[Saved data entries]
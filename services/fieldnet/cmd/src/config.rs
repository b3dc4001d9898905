//! Configuration handling for the fieldnet node.
//!
//! A single YAML file lists the devices run by this process, the router,
//! segmenter, reassembly and ingress settings, and the network topology.
//! Missing sections fall back to defaults; a missing or unparsable file is
//! fatal. A few values can be overridden from the environment.

use anyhow::{Context, Result};
use fieldnet_link::IngressConfig;
use fieldnet_longtel::{ReassemblyConfig, SegmenterConfig};
use fieldnet_routing::RouterConfig;
use fieldnet_topology::{DeviceAddr, TopologyDescription};
use fieldnet_wire::FRAME_BUDGET;
use serde::{Deserialize, Serialize};
use std::path::Path;
use std::time::Duration;
use tracing::{info, warn};

/// Comma-separated device addresses replacing `nodes`
pub const NODES_ENV: &str = "FIELDNET_NODES";

/// Ingress queue capacity replacing `ingress.capacity`
pub const INGRESS_CAPACITY_ENV: &str = "FIELDNET_INGRESS_CAPACITY";

/// Node configuration file
#[derive(Debug, Clone, Default, Serialize, Deserialize)]
#[serde(default)]
pub struct FieldnetConfig {
    /// Devices run in this process
    pub nodes: Vec<DeviceAddr>,
    /// Routing layer settings
    pub router: RouterSection,
    /// Long-telegram segmenter settings
    pub segmenter: SegmenterConfig,
    /// Reassembly settings
    pub reassembly: ReassemblySection,
    /// Ingress pipeline settings
    pub ingress: IngressConfig,
    /// Network description shared by all nodes
    pub topology: TopologyDescription,
}

/// `router` section
#[derive(Debug, Clone, Serialize, Deserialize)]
#[serde(default)]
pub struct RouterSection {
    /// Treat every received frame as addressed to the local device
    pub force_mirroring: bool,
    /// Largest OSI-7 payload carried by one frame
    pub frame_budget: usize,
}

impl Default for RouterSection {
    fn default() -> Self {
        Self {
            force_mirroring: false,
            frame_budget: FRAME_BUDGET,
        }
    }
}

/// `reassembly` section
#[derive(Debug, Clone, Default, Serialize, Deserialize)]
#[serde(default)]
pub struct ReassemblySection {
    /// Stale-session timeout such as `30s`; unset keeps sessions forever
    pub session_timeout: Option<String>,
}

impl FieldnetConfig {
    /// Load configuration from file, then apply environment overrides
    pub fn load_from_file<P: AsRef<Path>>(config_path: P) -> Result<Self> {
        let path = config_path.as_ref();
        let content = std::fs::read_to_string(path)
            .with_context(|| format!("Failed to read config file {:?}", path))?;
        let mut config: Self = serde_yaml::from_str(&content)
            .with_context(|| format!("Failed to parse config file {:?}", path))?;
        info!("Loaded configuration from {:?}", path);

        config.apply_overrides(|name| std::env::var(name).ok())?;
        // surface a bad timeout before any router starts
        config.router_config()?;

        info!(
            "Final configuration: nodes={:?}, devices={}, frame_budget={}, ingress_capacity={}",
            config.nodes,
            config.topology.devices.len(),
            config.router.frame_budget,
            config.ingress.capacity
        );
        Ok(config)
    }

    /// Apply overrides looked up by variable name
    fn apply_overrides<F>(&mut self, lookup: F) -> Result<()>
    where
        F: Fn(&str) -> Option<String>,
    {
        if let Some(nodes) = lookup(NODES_ENV) {
            self.nodes = parse_nodes(&nodes)
                .with_context(|| format!("Invalid {} value {:?}", NODES_ENV, nodes))?;
            info!("Nodes overridden by environment: {:?}", self.nodes);
        }

        if let Some(capacity) = lookup(INGRESS_CAPACITY_ENV) {
            match capacity.parse::<usize>() {
                Ok(capacity) if capacity > 0 => {
                    self.ingress.capacity = capacity;
                    info!("Ingress capacity overridden by environment: {}", capacity);
                }
                _ => warn!(
                    "Ignoring invalid {} value {:?}",
                    INGRESS_CAPACITY_ENV, capacity
                ),
            }
        }

        Ok(())
    }

    /// Router settings assembled from the individual sections
    pub fn router_config(&self) -> Result<RouterConfig> {
        let frame_budget = self.router.frame_budget;
        Ok(RouterConfig {
            force_mirroring: self.router.force_mirroring,
            frame_budget,
            segmenter: SegmenterConfig {
                frame_budget,
                ..self.segmenter.clone()
            },
            reassembly: ReassemblyConfig {
                session_timeout: self.session_timeout()?,
                frame_budget,
            },
            ingress: self.ingress.clone(),
        })
    }

    fn session_timeout(&self) -> Result<Option<Duration>> {
        self.reassembly
            .session_timeout
            .as_deref()
            .map(|value| {
                humantime::parse_duration(value)
                    .with_context(|| format!("Invalid reassembly.session_timeout {:?}", value))
            })
            .transpose()
    }
}

/// Parse `1,2, 3` into device addresses
pub fn parse_nodes(value: &str) -> Result<Vec<DeviceAddr>> {
    value
        .split(',')
        .map(str::trim)
        .filter(|s| !s.is_empty())
        .map(|s| {
            s.parse::<u8>()
                .map(DeviceAddr)
                .with_context(|| format!("Invalid device address {:?}", s))
        })
        .collect()
}

#[cfg(test)]
mod tests {
    use super::*;
    use fieldnet_longtel::ChecksumMode;
    use std::collections::HashMap;
    use std::io::Write;
    use tempfile::NamedTempFile;

    const YAML: &str = r#"
nodes: [1, 3]

router:
  force_mirroring: false

segmenter:
  window: 4
  checksum: disabled

reassembly:
  session_timeout: 30s

ingress:
  capacity: 500

topology:
  devices:
    - address: 1
      ports:
        - port: 1
          protocol: memory
          properties: { channel: "1-2" }
          partners:
            - { device: 2, port: 1 }
    - address: 2
      ports:
        - port: 1
          partners:
            - { device: 1, port: 1 }
        - port: 2
          partners:
            - { device: 3, port: 1, suppress_pointer_increment: true }
    - address: 3
      ports:
        - port: 1
          protocol: memory
          properties: { channel: "2-3" }
          partners:
            - { device: 2, port: 2 }
"#;

    fn write_config(content: &str) -> NamedTempFile {
        let mut temp_file = NamedTempFile::new().unwrap();
        temp_file.write_all(content.as_bytes()).unwrap();
        temp_file
    }

    #[test]
    fn test_default_config() {
        let config = FieldnetConfig::default();
        assert!(config.nodes.is_empty());
        assert_eq!(config.router.frame_budget, FRAME_BUDGET);
        assert_eq!(config.ingress.capacity, 2000);
        assert!(!config.ingress.prioritize);

        let router = config.router_config().unwrap();
        assert_eq!(router.reassembly.session_timeout, None);
        assert_eq!(router.segmenter.checksum, ChecksumMode::Disabled);
    }

    #[test]
    fn test_load_from_file() {
        let temp_file = write_config(YAML);
        let mut config: FieldnetConfig = serde_yaml::from_str(YAML).unwrap();
        config.apply_overrides(|_| None).unwrap();

        assert_eq!(config.nodes, vec![DeviceAddr(1), DeviceAddr(3)]);
        assert_eq!(config.segmenter.window, 4);
        assert_eq!(config.segmenter.frame_budget, FRAME_BUDGET);
        assert_eq!(config.ingress.capacity, 500);
        assert_eq!(config.topology.devices.len(), 3);
        assert!(config.topology.devices[1].ports[1].partners[0].suppress_pointer_increment);

        let router = config.router_config().unwrap();
        assert_eq!(
            router.reassembly.session_timeout,
            Some(Duration::from_secs(30))
        );

        // the file path goes through the same parser
        let loaded = FieldnetConfig::load_from_file(temp_file.path()).unwrap();
        assert_eq!(loaded.topology, config.topology);
    }

    #[test]
    fn test_router_budget_drives_segmenter_and_reassembly() {
        let yaml = "router:\n  frame_budget: 100\nsegmenter:\n  frame_budget: 50\n  window: 2\n";
        let config: FieldnetConfig = serde_yaml::from_str(yaml).unwrap();
        assert_eq!(config.segmenter.window, 2);

        let router = config.router_config().unwrap();
        assert_eq!(router.frame_budget, 100);
        assert_eq!(router.segmenter.frame_budget, 100);
        assert_eq!(router.reassembly.frame_budget, 100);
    }

    #[test]
    fn test_missing_or_broken_file_is_fatal() {
        assert!(FieldnetConfig::load_from_file("/nonexistent/fieldnet.yaml").is_err());

        let temp_file = write_config("nodes: [1, 2\n");
        assert!(FieldnetConfig::load_from_file(temp_file.path()).is_err());

        let temp_file = write_config("reassembly:\n  session_timeout: soon\n");
        assert!(FieldnetConfig::load_from_file(temp_file.path()).is_err());
    }

    #[test]
    fn test_environment_overrides() {
        let env: HashMap<&str, &str> = [(NODES_ENV, "2, 5"), (INGRESS_CAPACITY_ENV, "64")]
            .into_iter()
            .collect();
        let mut config = FieldnetConfig::default();
        config
            .apply_overrides(|name| env.get(name).map(|v| v.to_string()))
            .unwrap();
        assert_eq!(config.nodes, vec![DeviceAddr(2), DeviceAddr(5)]);
        assert_eq!(config.ingress.capacity, 64);

        let mut config = FieldnetConfig::default();
        config
            .apply_overrides(|name| (name == INGRESS_CAPACITY_ENV).then(|| "zero".to_string()))
            .unwrap();
        assert_eq!(config.ingress.capacity, 2000);

        let mut config = FieldnetConfig::default();
        assert!(config
            .apply_overrides(|name| (name == NODES_ENV).then(|| "1,300".to_string()))
            .is_err());
    }

    #[test]
    fn test_parse_nodes() {
        assert_eq!(
            parse_nodes("1,2,3").unwrap(),
            vec![DeviceAddr(1), DeviceAddr(2), DeviceAddr(3)]
        );
        assert!(parse_nodes("").unwrap().is_empty());
        assert!(parse_nodes("a").is_err());
    }
}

> To do: Of the entries above, transcribe exactly those lines that fall between the line containing "in this process" and the line containing "Ingress pipeline settings", together with those two lines.

> Exercise solution:
    /// Devices run in this process
    pub nodes: Vec<DeviceAddr>,
    /// Routing layer settings
    pub router: RouterSection,
    /// Long-telegram segmenter settings
    pub segmenter: SegmenterConfig,
    /// Reassembly settings
    pub reassembly: ReassemblySection,
    /// Ingress pipeline settings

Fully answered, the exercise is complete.